> Record set:

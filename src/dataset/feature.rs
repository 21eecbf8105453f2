//! A single transmission-line feature
//!
//! Features keep their attributes as raw JSON so that fields the query
//! vocabulary does not know about still round-trip to the map unchanged.

use serde::{Deserialize, Deserializer, Serialize};
use serde_json::{Map, Value};

/// Attribute names used by the query vocabulary
pub mod fields {
    /// Line voltage in kV (numeric)
    pub const VOLTAGE: &str = "VOLTAGE";
    /// Installation/current type tags, e.g. "AC; UNDERGROUND"
    pub const TYPE: &str = "TYPE";
    /// Operational status, e.g. "IN SERVICE"
    pub const STATUS: &str = "STATUS";
    /// Owning utility
    pub const OWNER: &str = "OWNER";
    /// Line length (numeric)
    pub const SHAPE_LENGTH: &str = "SHAPE__Len";
}

/// One record of the dataset: a geometry plus named attributes
#[derive(Debug, Clone, PartialEq, Serialize, Deserialize)]
#[serde(tag = "type", rename = "Feature")]
pub struct Feature {
    /// Optional GeoJSON feature id
    #[serde(default, skip_serializing_if = "Option::is_none")]
    pub id: Option<Value>,
    /// Line geography, carried opaquely
    #[serde(default)]
    pub geometry: Value,
    /// Attribute fields
    #[serde(default, deserialize_with = "null_as_empty_map")]
    pub properties: Map<String, Value>,
}

impl Feature {
    /// Creates a feature from attributes, without geometry
    pub fn new(properties: Map<String, Value>) -> Self {
        Self {
            id: None,
            geometry: Value::Null,
            properties,
        }
    }

    /// Sets the geometry
    pub fn with_geometry(mut self, geometry: Value) -> Self {
        self.geometry = geometry;
        self
    }

    /// Returns a field value. Null values are treated as absent.
    pub fn get(&self, field: &str) -> Option<&Value> {
        match self.properties.get(field) {
            Some(Value::Null) | None => None,
            Some(v) => Some(v),
        }
    }

    /// Returns a numeric field, or None if absent or not a number
    pub fn number(&self, field: &str) -> Option<f64> {
        self.get(field).and_then(Value::as_f64)
    }

    /// Returns a text field, or None if absent or not a string
    pub fn text(&self, field: &str) -> Option<&str> {
        self.get(field).and_then(Value::as_str)
    }
}

fn null_as_empty_map<'de, D>(deserializer: D) -> Result<Map<String, Value>, D::Error>
where
    D: Deserializer<'de>,
{
    Ok(Option::<Map<String, Value>>::deserialize(deserializer)?.unwrap_or_default())
}

#[cfg(test)]
mod tests {
    use super::*;
    use serde_json::json;

    fn feature(value: Value) -> Feature {
        serde_json::from_value(value).unwrap()
    }

    #[test]
    fn test_deserialize_geojson_feature() {
        let f = feature(json!({
            "type": "Feature",
            "geometry": {"type": "LineString", "coordinates": [[0.0, 0.0], [1.0, 1.0]]},
            "properties": {"VOLTAGE": 345, "OWNER": "ACME POWER"}
        }));

        assert_eq!(f.number(fields::VOLTAGE), Some(345.0));
        assert_eq!(f.text(fields::OWNER), Some("ACME POWER"));
        assert_eq!(f.geometry["type"], "LineString");
    }

    #[test]
    fn test_null_properties_become_empty() {
        let f = feature(json!({"type": "Feature", "geometry": null, "properties": null}));
        assert!(f.properties.is_empty());
    }

    #[test]
    fn test_null_field_is_absent() {
        let f = feature(json!({"type": "Feature", "properties": {"STATUS": null}}));
        assert!(f.get(fields::STATUS).is_none());
        assert!(f.text(fields::STATUS).is_none());
    }

    #[test]
    fn test_wrong_type_accessors() {
        let f = feature(json!({"type": "Feature", "properties": {"VOLTAGE": "500", "TYPE": 3}}));
        assert!(f.number(fields::VOLTAGE).is_none());
        assert!(f.text(fields::TYPE).is_none());
    }

    #[test]
    fn test_serialize_as_geojson() {
        let mut props = Map::new();
        props.insert("OWNER".into(), json!("GRIDCO"));
        let f = Feature::new(props).with_geometry(json!({"type": "LineString", "coordinates": []}));

        let out = serde_json::to_value(&f).unwrap();
        assert_eq!(out["type"], "Feature");
        assert_eq!(out["properties"]["OWNER"], "GRIDCO");
        assert!(out.get("id").is_none());
    }
}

> Task instructions:
Please quote the records above exactly, without skipping a line.

> Solution to this exercise:
filename src/dataset/feature.rs
repository 21eecbf8105453f2
//! A single transmission-line feature
//!
//! Features keep their attributes as raw JSON so that fields the query
//! vocabulary does not know about still round-trip to the map unchanged.

use serde::{Deserialize, Deserializer, Serialize};
use serde_json::{Map, Value};

/// Attribute names used by the query vocabulary
pub mod fields {
    /// Line voltage in kV (numeric)
    pub const VOLTAGE: &str = "VOLTAGE";
    /// Installation/current type tags, e.g. "AC; UNDERGROUND"
    pub const TYPE: &str = "TYPE";
    /// Operational status, e.g. "IN SERVICE"
    pub const STATUS: &str = "STATUS";
    /// Owning utility
    pub const OWNER: &str = "OWNER";
    /// Line length (numeric)
    pub const SHAPE_LENGTH: &str = "SHAPE__Len";
}

/// One record of the dataset: a geometry plus named attributes
#[derive(Debug, Clone, PartialEq, Serialize, Deserialize)]
#[serde(tag = "type", rename = "Feature")]
pub struct Feature {
    /// Optional GeoJSON feature id
    #[serde(default, skip_serializing_if = "Option::is_none")]
    pub id: Option<Value>,
    /// Line geography, carried opaquely
    #[serde(default)]
    pub geometry: Value,
    /// Attribute fields
    #[serde(default, deserialize_with = "null_as_empty_map")]
    pub properties: Map<String, Value>,
}

impl Feature {
    /// Creates a feature from attributes, without geometry
    pub fn new(properties: Map<String, Value>) -> Self {
        Self {
            id: None,
            geometry: Value::Null,
            properties,
        }
    }

    /// Sets the geometry
    pub fn with_geometry(mut self, geometry: Value) -> Self {
        self.geometry = geometry;
        self
    }

    /// Returns a field value. Null values are treated as absent.
    pub fn get(&self, field: &str) -> Option<&Value> {
        match self.properties.get(field) {
            Some(Value::Null) | None => None,
            Some(v) => Some(v),
        }
    }

    /// Returns a numeric field, or None if absent or not a number
    pub fn number(&self, field: &str) -> Option<f64> {
        self.get(field).and_then(Value::as_f64)
    }

    /// Returns a text field, or None if absent or not a string
    pub fn text(&self, field: &str) -> Option<&str> {
        self.get(field).and_then(Value::as_str)
    }
}

fn null_as_empty_map<'de, D>(deserializer: D) -> Result<Map<String, Value>, D::Error>
where
    D: Deserializer<'de>,
{
    Ok(Option::<Map<String, Value>>::deserialize(deserializer)?.unwrap_or_default())
}

#[cfg(test)]
mod tests {
    use super::*;
    use serde_json::json;

    fn feature(value: Value) -> Feature {
        serde_json::from_value(value).unwrap()
    }

    #[test]
    fn test_deserialize_geojson_feature() {
        let f = feature(json!({
            "type": "Feature",
            "geometry": {"type": "LineString", "coordinates": [[0.0, 0.0], [1.0, 1.0]]},
            "properties": {"VOLTAGE": 345, "OWNER": "ACME POWER"}
        }));

        assert_eq!(f.number(fields::VOLTAGE), Some(345.0));
        assert_eq!(f.text(fields::OWNER), Some("ACME POWER"));
        assert_eq!(f.geometry["type"], "LineString");
    }

    #[test]
    fn test_null_properties_become_empty() {
        let f = feature(json!({"type": "Feature", "geometry": null, "properties": null}));
        assert!(f.properties.is_empty());
    }

    #[test]
    fn test_null_field_is_absent() {
        let f = feature(json!({"type": "Feature", "properties": {"STATUS": null}}));
        assert!(f.get(fields::STATUS).is_none());
        assert!(f.text(fields::STATUS).is_none());
    }

    #[test]
    fn test_wrong_type_accessors() {
        let f = feature(json!({"type": "Feature", "properties": {"VOLTAGE": "500", "TYPE": 3}}));
        assert!(f.number(fields::VOLTAGE).is_none());
        assert!(f.text(fields::TYPE).is_none());
    }

    #[test]
    fn test_serialize_as_geojson() {
        let mut props = Map::new();
        props.insert("OWNER".into(), json!("GRIDCO"));
        let f = Feature::new(props).with_geometry(json!({"type": "LineString", "coordinates": []}));

        let out = serde_json::to_value(&f).unwrap();
        assert_eq!(out["type"], "Feature");
        assert_eq!(out["properties"]["OWNER"], "GRIDCO");
        assert!(out.get("id").is_none());
    }
}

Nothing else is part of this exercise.